▸ Work instruction
Return all lines of the data in which the string "Weak" occurs.

▸ Material provided

____

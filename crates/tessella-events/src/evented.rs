//! Event dispatch, registry mutation, and propagation to event parents.

use std::cell::{Cell, OnceCell, RefCell};
use std::collections::{BTreeMap, HashMap};
use std::rc::{Rc, Weak};

use tessella_util::{next_stamp, split_words, JsonMap, Stamp};

use crate::event::Event;
use crate::listener::{Listener, ListenerEntry, ListenerHandle, ListenerId};

/// Per-object event state: listener registry, firing counter, and event
/// parent edges.
///
/// All state is behind interior mutability and every method takes `&self`,
/// so a listener running inside `fire` can freely call back into the same
/// object. `Evented` is meant to live behind an `Rc`; event-parent edges
/// hold `Weak` back-references and never keep a parent alive.
#[derive(Default)]
pub struct Evented {
    stamp: OnceCell<Stamp>,
    next_listener_id: Cell<u64>,
    /// The per-type `Rc<Vec<..>>` is the copy-on-write unit: `fire` iterates
    /// a cheap clone of it, and any removal while that pass is in flight
    /// replaces the vec in the map instead of mutating the one being walked.
    listeners: RefCell<HashMap<String, Rc<Vec<Rc<ListenerEntry>>>>>,
    /// Incremented on entry to each listener loop, decremented on exit.
    firing_count: Cell<u32>,
    /// Keyed by stamp, so fan-out order follows parent registration order.
    event_parents: RefCell<BTreeMap<Stamp, Weak<Evented>>>,
}

impl Evented {
    pub fn new() -> Self {
        Self::default()
    }

    /// The object's unique identity, assigned on first use.
    pub fn stamp(&self) -> Stamp {
        *self.stamp.get_or_init(next_stamp)
    }

    /// Registers `listener` for each whitespace-separated type in `types`.
    ///
    /// Registering a callback that is already present for a type (same
    /// allocation, same context) is a no-op; the returned handle names the
    /// existing entry. A blank `types` string is warned about and ignored.
    pub fn on(&self, types: &str, listener: Listener, context: Option<Stamp>) -> ListenerHandle {
        self.add_split(types, listener, context, false)
    }

    /// Like [`on`](Self::on), but the listener is unregistered immediately
    /// before its first invocation.
    pub fn once(&self, types: &str, listener: Listener, context: Option<Stamp>) -> ListenerHandle {
        self.add_split(types, listener, context, true)
    }

    /// Registers many type/listener pairs sharing one context.
    ///
    /// Type keys are taken verbatim, without whitespace splitting; this is
    /// the hot path for objects that attach their whole handler table at
    /// construction time.
    pub fn on_many(&self, pairs: &[(&str, Listener)], context: Option<Stamp>) -> ListenerHandle {
        self.add_many(pairs, context, false)
    }

    /// Mapping form of [`once`](Self::once).
    pub fn once_many(&self, pairs: &[(&str, Listener)], context: Option<Stamp>) -> ListenerHandle {
        self.add_many(pairs, context, true)
    }

    /// Removes every listener of each whitespace-separated type in `types`.
    pub fn off(&self, types: &str) {
        let tokens = split_words(types);
        if tokens.is_empty() {
            tracing::warn!("off called with empty event type list");
            return;
        }
        for event_type in tokens {
            self.remove_type(event_type);
        }
    }

    /// Removes the first entry matching `listener` and `context` for each
    /// named type. Removing an absent listener is a silent no-op.
    pub fn off_listener(&self, types: &str, listener: &Listener, context: Option<Stamp>) {
        let tokens = split_words(types);
        if tokens.is_empty() {
            tracing::warn!("off_listener called with empty event type list");
            return;
        }
        for event_type in tokens {
            self.remove_listener(event_type, listener, context);
        }
    }

    /// Removes exactly the entries a registration call returned.
    pub fn off_handle(&self, handle: &ListenerHandle) {
        for (event_type, id) in handle.entries() {
            self.remove_by_id(event_type, *id);
        }
    }

    /// Clears the entire registry, every type at once.
    pub fn off_all(&self) {
        let removed: Vec<_> = self.listeners.borrow_mut().drain().collect();
        if self.firing_count.get() > 0 {
            for (_, entries) in &removed {
                for entry in entries.iter() {
                    *entry.callback.borrow_mut() = Listener::noop();
                }
            }
        }
    }

    /// Fires an event of `event_type` with the given payload.
    ///
    /// Returns without building an event record when nothing is listening,
    /// locally or (when `propagate` is set) anywhere among transitive event
    /// parents. Listeners run in registration order, each receiving the same
    /// record. With `propagate`, the event is re-fired on every event parent
    /// after local dispatch completes, preserving the original
    /// `source_target` across hops.
    pub fn fire(&self, event_type: &str, data: JsonMap, propagate: bool) {
        let mut path = Vec::new();
        self.fire_guarded(event_type, data, None, None, propagate, &mut path);
    }

    /// True if any listener is attached for `event_type`, checking event
    /// parents transitively when `propagate` is set.
    pub fn listens(&self, event_type: &str, propagate: bool) -> bool {
        if event_type.trim().is_empty() {
            tracing::warn!("listens called with a blank event type");
            return false;
        }
        let mut path = Vec::new();
        self.listens_guarded(event_type, None, propagate, &mut path)
    }

    /// True if this specific `listener`/`context` pair is attached for
    /// `event_type`, checking event parents when `propagate` is set.
    pub fn listens_listener(
        &self,
        event_type: &str,
        listener: &Listener,
        context: Option<Stamp>,
        propagate: bool,
    ) -> bool {
        let mut path = Vec::new();
        self.listens_guarded(event_type, Some((listener, context)), propagate, &mut path)
    }

    /// Registers `parent` to receive propagated copies of this object's
    /// events. The edge is a `Weak` back-reference; it never keeps the
    /// parent alive and never touches the parent's own listeners.
    pub fn add_event_parent(&self, parent: &Rc<Evented>) {
        self.event_parents
            .borrow_mut()
            .insert(parent.stamp(), Rc::downgrade(parent));
    }

    /// Removes a propagation edge. Absent edges are a silent no-op.
    pub fn remove_event_parent(&self, parent: &Evented) {
        self.event_parents.borrow_mut().remove(&parent.stamp());
    }

    fn add_split(
        &self,
        types: &str,
        listener: Listener,
        context: Option<Stamp>,
        once: bool,
    ) -> ListenerHandle {
        let tokens = split_words(types);
        if tokens.is_empty() {
            tracing::warn!("listener registered with empty event type list");
            return ListenerHandle::default();
        }
        let mut handle = ListenerHandle::default();
        for event_type in tokens {
            let id = self.add_listener(event_type, listener.clone(), context, once);
            handle.entries.push((event_type.to_string(), id));
        }
        handle
    }

    fn add_many(
        &self,
        pairs: &[(&str, Listener)],
        context: Option<Stamp>,
        once: bool,
    ) -> ListenerHandle {
        let mut handle = ListenerHandle::default();
        for (event_type, listener) in pairs {
            let id = self.add_listener(event_type, listener.clone(), context, once);
            handle.entries.push((event_type.to_string(), id));
        }
        handle
    }

    fn add_listener(
        &self,
        event_type: &str,
        listener: Listener,
        context: Option<Stamp>,
        once: bool,
    ) -> ListenerId {
        let context = self.normalize_context(context);
        if let Some(existing) = self.find_entry(event_type, &listener, context) {
            return existing;
        }

        let id = ListenerId(self.next_listener_id.get());
        self.next_listener_id.set(id.0 + 1);
        let entry = Rc::new(ListenerEntry {
            id,
            callback: RefCell::new(listener),
            context,
            once,
        });

        let mut map = self.listeners.borrow_mut();
        let slot = map
            .entry(event_type.to_string())
            .or_insert_with(|| Rc::new(Vec::new()));
        Rc::make_mut(slot).push(entry);
        id
    }

    /// A context equal to the object's own stamp carries no information and
    /// is stored as `None`.
    fn normalize_context(&self, context: Option<Stamp>) -> Option<Stamp> {
        context.filter(|c| *c != self.stamp())
    }

    fn find_entry(
        &self,
        event_type: &str,
        listener: &Listener,
        context: Option<Stamp>,
    ) -> Option<ListenerId> {
        let map = self.listeners.borrow();
        let entries = map.get(event_type)?;
        entries
            .iter()
            .find(|e| e.matches(listener, context))
            .map(|e| e.id)
    }

    fn remove_type(&self, event_type: &str) {
        let removed = self.listeners.borrow_mut().remove(event_type);
        if let Some(entries) = removed {
            if self.firing_count.get() > 0 {
                for entry in entries.iter() {
                    *entry.callback.borrow_mut() = Listener::noop();
                }
            }
        }
    }

    fn remove_listener(&self, event_type: &str, listener: &Listener, context: Option<Stamp>) {
        let context = self.normalize_context(context);
        let mut map = self.listeners.borrow_mut();
        let Some(slot) = map.get_mut(event_type) else {
            return;
        };
        let Some(pos) = slot.iter().position(|e| e.matches(listener, context)) else {
            return;
        };
        Self::splice_out(slot, pos, self.firing_count.get() > 0);
    }

    fn remove_by_id(&self, event_type: &str, id: ListenerId) {
        let mut map = self.listeners.borrow_mut();
        let Some(slot) = map.get_mut(event_type) else {
            return;
        };
        let Some(pos) = slot.iter().position(|e| e.id == id) else {
            return;
        };
        Self::splice_out(slot, pos, self.firing_count.get() > 0);
    }

    fn splice_out(slot: &mut Rc<Vec<Rc<ListenerEntry>>>, pos: usize, firing: bool) {
        if firing {
            // Tombstone first: the entry is shared with any in-flight
            // snapshot, which must see the no-op instead of the callback.
            *slot[pos].callback.borrow_mut() = Listener::noop();
        }
        // Rc::make_mut leaves an in-flight snapshot holding the old vec.
        Rc::make_mut(slot).remove(pos);
    }

    fn live_parents(&self) -> Vec<Rc<Evented>> {
        self.event_parents
            .borrow()
            .values()
            .filter_map(Weak::upgrade)
            .collect()
    }

    /// `path` holds the stamps of every object on the current propagation
    /// chain. A parent already on the chain is skipped, which terminates
    /// parent cycles; parents reached along distinct chains (a diamond)
    /// still each receive the event.
    fn listens_guarded(
        &self,
        event_type: &str,
        listener: Option<(&Listener, Option<Stamp>)>,
        propagate: bool,
        path: &mut Vec<Stamp>,
    ) -> bool {
        {
            let map = self.listeners.borrow();
            if let Some(entries) = map.get(event_type) {
                match listener {
                    None => {
                        if !entries.is_empty() {
                            return true;
                        }
                    }
                    Some((l, context)) => {
                        let context = self.normalize_context(context);
                        if entries.iter().any(|e| e.matches(l, context)) {
                            return true;
                        }
                    }
                }
            }
        }

        if propagate {
            path.push(self.stamp());
            for parent in self.live_parents() {
                if path.contains(&parent.stamp()) {
                    continue;
                }
                if parent.listens_guarded(event_type, listener, true, path) {
                    path.pop();
                    return true;
                }
            }
            path.pop();
        }
        false
    }

    fn fire_guarded(
        &self,
        event_type: &str,
        data: JsonMap,
        source: Option<Stamp>,
        from: Option<Stamp>,
        propagate: bool,
        path: &mut Vec<Stamp>,
    ) {
        if !self.listens_guarded(event_type, None, propagate, path) {
            return;
        }

        let event = Event {
            event_type: event_type.to_string(),
            data,
            target: self.stamp(),
            source_target: source.unwrap_or_else(|| self.stamp()),
            propagated_from: from,
        };

        let snapshot = self.listeners.borrow().get(event_type).cloned();
        if let Some(entries) = snapshot {
            self.firing_count.set(self.firing_count.get() + 1);
            for entry in entries.iter() {
                // Removal rewrites the callback cell, so take our copy first.
                let callback = entry.callback.borrow().clone();
                if entry.once {
                    // Unregister before invoking, so a listener re-adding
                    // itself from its own callback stays registered.
                    self.remove_by_id(event_type, entry.id);
                }
                callback.call(&event);
            }
            self.firing_count.set(self.firing_count.get() - 1);
        }

        if propagate {
            path.push(self.stamp());
            for parent in self.live_parents() {
                if path.contains(&parent.stamp()) {
                    continue;
                }
                parent.fire_guarded(
                    &event.event_type,
                    event.data.clone(),
                    Some(event.source_target),
                    Some(self.stamp()),
                    true,
                    path,
                );
            }
            path.pop();
        }
    }
}

/// The evented behavior set.
///
/// Implementing the single accessor mixes the full event API into a type;
/// every provided method delegates to the owned [`Evented`].
pub trait WithEvents {
    fn events(&self) -> &Rc<Evented>;

    fn stamp(&self) -> Stamp {
        self.events().stamp()
    }

    fn on(&self, types: &str, listener: Listener, context: Option<Stamp>) -> ListenerHandle {
        self.events().on(types, listener, context)
    }

    fn once(&self, types: &str, listener: Listener, context: Option<Stamp>) -> ListenerHandle {
        self.events().once(types, listener, context)
    }

    fn on_many(&self, pairs: &[(&str, Listener)], context: Option<Stamp>) -> ListenerHandle {
        self.events().on_many(pairs, context)
    }

    fn off(&self, types: &str) {
        self.events().off(types)
    }

    fn off_listener(&self, types: &str, listener: &Listener, context: Option<Stamp>) {
        self.events().off_listener(types, listener, context)
    }

    fn off_handle(&self, handle: &ListenerHandle) {
        self.events().off_handle(handle)
    }

    fn off_all(&self) {
        self.events().off_all()
    }

    fn fire(&self, event_type: &str, data: JsonMap, propagate: bool) {
        self.events().fire(event_type, data, propagate)
    }

    fn listens(&self, event_type: &str, propagate: bool) -> bool {
        self.events().listens(event_type, propagate)
    }

    fn add_event_parent(&self, parent: &Rc<Evented>) {
        self.events().add_event_parent(parent)
    }

    fn remove_event_parent(&self, parent: &Evented) {
        self.events().remove_event_parent(parent)
    }
}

____

▸ Result below
use std::rc::{Rc, Weak};
/// hold `Weak` back-references and never keep a parent alive.
    event_parents: RefCell<BTreeMap<Stamp, Weak<Evented>>>,
    /// events. The edge is a `Weak` back-reference; it never keeps the
            .filter_map(Weak::upgrade)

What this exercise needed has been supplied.